◆ Assignment: From the first line of the data below, copy each line up to the one containing "let index = match", and include that line too.

[Stored data]

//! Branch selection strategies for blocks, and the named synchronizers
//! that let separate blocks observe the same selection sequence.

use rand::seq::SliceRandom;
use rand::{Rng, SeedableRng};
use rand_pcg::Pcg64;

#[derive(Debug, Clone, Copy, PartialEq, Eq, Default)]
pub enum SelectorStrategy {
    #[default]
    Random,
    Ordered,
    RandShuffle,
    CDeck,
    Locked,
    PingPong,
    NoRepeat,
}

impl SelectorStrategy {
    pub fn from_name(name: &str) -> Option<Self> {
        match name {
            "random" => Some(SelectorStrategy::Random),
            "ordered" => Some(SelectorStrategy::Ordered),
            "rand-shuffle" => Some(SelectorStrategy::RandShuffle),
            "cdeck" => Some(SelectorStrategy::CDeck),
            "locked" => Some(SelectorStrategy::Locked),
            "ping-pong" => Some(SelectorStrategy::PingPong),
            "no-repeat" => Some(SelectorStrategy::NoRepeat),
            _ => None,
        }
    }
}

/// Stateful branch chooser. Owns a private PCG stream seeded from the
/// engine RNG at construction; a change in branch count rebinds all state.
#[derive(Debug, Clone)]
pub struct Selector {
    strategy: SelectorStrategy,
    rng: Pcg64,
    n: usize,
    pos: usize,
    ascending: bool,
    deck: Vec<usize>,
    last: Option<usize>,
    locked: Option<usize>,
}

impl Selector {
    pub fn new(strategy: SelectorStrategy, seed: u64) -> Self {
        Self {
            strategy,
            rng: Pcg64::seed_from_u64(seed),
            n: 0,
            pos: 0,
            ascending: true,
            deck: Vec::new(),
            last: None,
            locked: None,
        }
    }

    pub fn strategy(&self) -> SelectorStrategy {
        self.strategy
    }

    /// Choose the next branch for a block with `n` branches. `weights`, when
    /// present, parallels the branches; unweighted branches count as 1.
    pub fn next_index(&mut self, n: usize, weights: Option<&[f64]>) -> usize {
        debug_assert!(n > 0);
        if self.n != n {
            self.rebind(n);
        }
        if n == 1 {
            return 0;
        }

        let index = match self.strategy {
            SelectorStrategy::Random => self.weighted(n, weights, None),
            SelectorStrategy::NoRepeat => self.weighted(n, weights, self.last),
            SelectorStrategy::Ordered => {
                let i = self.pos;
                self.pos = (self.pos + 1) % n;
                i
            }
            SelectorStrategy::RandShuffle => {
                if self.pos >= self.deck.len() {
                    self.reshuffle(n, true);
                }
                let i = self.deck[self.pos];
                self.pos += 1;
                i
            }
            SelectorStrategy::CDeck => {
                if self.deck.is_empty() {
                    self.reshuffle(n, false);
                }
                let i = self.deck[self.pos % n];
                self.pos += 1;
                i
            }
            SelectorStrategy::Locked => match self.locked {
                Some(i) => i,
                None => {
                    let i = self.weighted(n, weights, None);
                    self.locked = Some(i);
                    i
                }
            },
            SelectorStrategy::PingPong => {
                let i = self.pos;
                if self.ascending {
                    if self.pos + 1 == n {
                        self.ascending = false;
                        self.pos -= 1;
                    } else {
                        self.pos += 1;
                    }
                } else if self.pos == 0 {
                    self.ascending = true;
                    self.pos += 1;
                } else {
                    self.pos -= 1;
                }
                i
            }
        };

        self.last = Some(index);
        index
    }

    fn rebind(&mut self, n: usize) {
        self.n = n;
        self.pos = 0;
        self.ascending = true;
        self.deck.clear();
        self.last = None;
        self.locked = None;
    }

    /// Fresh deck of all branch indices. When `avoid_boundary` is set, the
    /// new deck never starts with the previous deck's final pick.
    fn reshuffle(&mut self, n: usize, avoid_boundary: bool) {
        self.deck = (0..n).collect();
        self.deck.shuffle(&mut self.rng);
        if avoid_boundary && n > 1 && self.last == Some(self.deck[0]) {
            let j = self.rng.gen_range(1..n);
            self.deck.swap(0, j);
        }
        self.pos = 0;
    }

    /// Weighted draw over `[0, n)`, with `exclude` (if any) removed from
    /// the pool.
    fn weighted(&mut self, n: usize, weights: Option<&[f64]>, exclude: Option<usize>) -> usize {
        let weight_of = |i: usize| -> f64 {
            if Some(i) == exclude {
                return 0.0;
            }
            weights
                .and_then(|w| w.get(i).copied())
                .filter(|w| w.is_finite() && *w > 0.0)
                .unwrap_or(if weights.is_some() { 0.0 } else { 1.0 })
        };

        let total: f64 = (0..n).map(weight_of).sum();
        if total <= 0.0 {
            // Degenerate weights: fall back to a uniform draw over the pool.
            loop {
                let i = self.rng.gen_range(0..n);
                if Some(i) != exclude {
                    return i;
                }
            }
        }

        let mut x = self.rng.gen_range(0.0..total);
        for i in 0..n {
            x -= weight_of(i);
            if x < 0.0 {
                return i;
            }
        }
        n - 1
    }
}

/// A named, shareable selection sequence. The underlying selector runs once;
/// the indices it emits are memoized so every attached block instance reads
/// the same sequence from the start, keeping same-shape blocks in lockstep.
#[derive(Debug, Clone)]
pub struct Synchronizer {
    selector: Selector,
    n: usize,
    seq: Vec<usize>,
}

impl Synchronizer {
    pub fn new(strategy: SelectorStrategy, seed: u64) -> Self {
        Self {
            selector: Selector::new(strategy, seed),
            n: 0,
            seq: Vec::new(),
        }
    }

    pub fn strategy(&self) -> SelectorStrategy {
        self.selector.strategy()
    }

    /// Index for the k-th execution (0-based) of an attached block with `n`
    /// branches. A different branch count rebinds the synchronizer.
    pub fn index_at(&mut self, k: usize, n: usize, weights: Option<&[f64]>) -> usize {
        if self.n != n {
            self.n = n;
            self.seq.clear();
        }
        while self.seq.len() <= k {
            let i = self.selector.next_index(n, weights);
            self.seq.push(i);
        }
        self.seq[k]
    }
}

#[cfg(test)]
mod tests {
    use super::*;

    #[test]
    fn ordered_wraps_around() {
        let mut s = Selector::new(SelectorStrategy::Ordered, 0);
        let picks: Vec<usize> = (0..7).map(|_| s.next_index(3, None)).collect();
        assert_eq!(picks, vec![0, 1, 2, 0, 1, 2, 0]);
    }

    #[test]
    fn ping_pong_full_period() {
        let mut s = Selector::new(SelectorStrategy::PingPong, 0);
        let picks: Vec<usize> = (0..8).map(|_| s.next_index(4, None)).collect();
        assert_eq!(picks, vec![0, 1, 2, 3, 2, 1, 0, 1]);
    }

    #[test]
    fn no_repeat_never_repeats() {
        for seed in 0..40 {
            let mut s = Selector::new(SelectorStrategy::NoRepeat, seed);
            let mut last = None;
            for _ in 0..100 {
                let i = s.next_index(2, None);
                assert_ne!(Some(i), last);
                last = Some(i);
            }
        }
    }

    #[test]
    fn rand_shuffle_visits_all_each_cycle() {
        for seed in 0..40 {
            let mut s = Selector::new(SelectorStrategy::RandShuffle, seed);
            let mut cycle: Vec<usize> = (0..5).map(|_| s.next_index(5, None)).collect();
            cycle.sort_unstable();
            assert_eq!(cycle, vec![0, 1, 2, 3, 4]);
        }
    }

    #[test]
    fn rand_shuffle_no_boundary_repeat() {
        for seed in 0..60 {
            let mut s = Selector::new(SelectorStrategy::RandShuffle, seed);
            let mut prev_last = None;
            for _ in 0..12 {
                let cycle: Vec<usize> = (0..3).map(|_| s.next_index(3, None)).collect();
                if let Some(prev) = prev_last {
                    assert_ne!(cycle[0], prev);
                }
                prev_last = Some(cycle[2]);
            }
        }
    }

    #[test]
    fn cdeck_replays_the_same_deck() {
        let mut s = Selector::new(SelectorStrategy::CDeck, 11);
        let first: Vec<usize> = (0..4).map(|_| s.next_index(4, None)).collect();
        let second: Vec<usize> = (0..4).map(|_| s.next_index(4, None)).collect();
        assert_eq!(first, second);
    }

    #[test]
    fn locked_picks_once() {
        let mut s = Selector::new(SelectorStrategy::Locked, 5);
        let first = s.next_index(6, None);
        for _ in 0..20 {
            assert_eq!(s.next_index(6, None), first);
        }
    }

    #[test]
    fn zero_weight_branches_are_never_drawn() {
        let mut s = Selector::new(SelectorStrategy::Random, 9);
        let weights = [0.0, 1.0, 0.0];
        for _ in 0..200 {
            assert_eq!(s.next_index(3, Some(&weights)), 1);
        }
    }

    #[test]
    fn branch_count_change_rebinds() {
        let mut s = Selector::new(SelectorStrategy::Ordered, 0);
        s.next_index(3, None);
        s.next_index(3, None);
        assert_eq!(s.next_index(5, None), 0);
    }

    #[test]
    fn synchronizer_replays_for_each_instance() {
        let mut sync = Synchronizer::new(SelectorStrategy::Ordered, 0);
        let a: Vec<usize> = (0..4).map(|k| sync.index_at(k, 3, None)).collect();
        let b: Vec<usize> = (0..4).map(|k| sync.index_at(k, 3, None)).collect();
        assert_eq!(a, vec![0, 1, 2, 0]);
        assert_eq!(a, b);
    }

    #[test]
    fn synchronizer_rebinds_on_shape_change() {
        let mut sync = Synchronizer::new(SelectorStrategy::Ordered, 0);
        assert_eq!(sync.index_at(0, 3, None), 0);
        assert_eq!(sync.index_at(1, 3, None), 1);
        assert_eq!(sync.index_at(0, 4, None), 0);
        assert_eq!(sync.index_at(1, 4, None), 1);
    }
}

◆ Answer for the task:
//! Branch selection strategies for blocks, and the named synchronizers
//! that let separate blocks observe the same selection sequence.

use rand::seq::SliceRandom;
use rand::{Rng, SeedableRng};
use rand_pcg::Pcg64;

#[derive(Debug, Clone, Copy, PartialEq, Eq, Default)]
pub enum SelectorStrategy {
    #[default]
    Random,
    Ordered,
    RandShuffle,
    CDeck,
    Locked,
    PingPong,
    NoRepeat,
}

impl SelectorStrategy {
    pub fn from_name(name: &str) -> Option<Self> {
        match name {
            "random" => Some(SelectorStrategy::Random),
            "ordered" => Some(SelectorStrategy::Ordered),
            "rand-shuffle" => Some(SelectorStrategy::RandShuffle),
            "cdeck" => Some(SelectorStrategy::CDeck),
            "locked" => Some(SelectorStrategy::Locked),
            "ping-pong" => Some(SelectorStrategy::PingPong),
            "no-repeat" => Some(SelectorStrategy::NoRepeat),
            _ => None,
        }
    }
}

/// Stateful branch chooser. Owns a private PCG stream seeded from the
/// engine RNG at construction; a change in branch count rebinds all state.
#[derive(Debug, Clone)]
pub struct Selector {
    strategy: SelectorStrategy,
    rng: Pcg64,
    n: usize,
    pos: usize,
    ascending: bool,
    deck: Vec<usize>,
    last: Option<usize>,
    locked: Option<usize>,
}

impl Selector {
    pub fn new(strategy: SelectorStrategy, seed: u64) -> Self {
        Self {
            strategy,
            rng: Pcg64::seed_from_u64(seed),
            n: 0,
            pos: 0,
            ascending: true,
            deck: Vec::new(),
            last: None,
            locked: None,
        }
    }

    pub fn strategy(&self) -> SelectorStrategy {
        self.strategy
    }

    /// Choose the next branch for a block with `n` branches. `weights`, when
    /// present, parallels the branches; unweighted branches count as 1.
    pub fn next_index(&mut self, n: usize, weights: Option<&[f64]>) -> usize {
        debug_assert!(n > 0);
        if self.n != n {
            self.rebind(n);
        }
        if n == 1 {
            return 0;
        }

        let index = match self.strategy {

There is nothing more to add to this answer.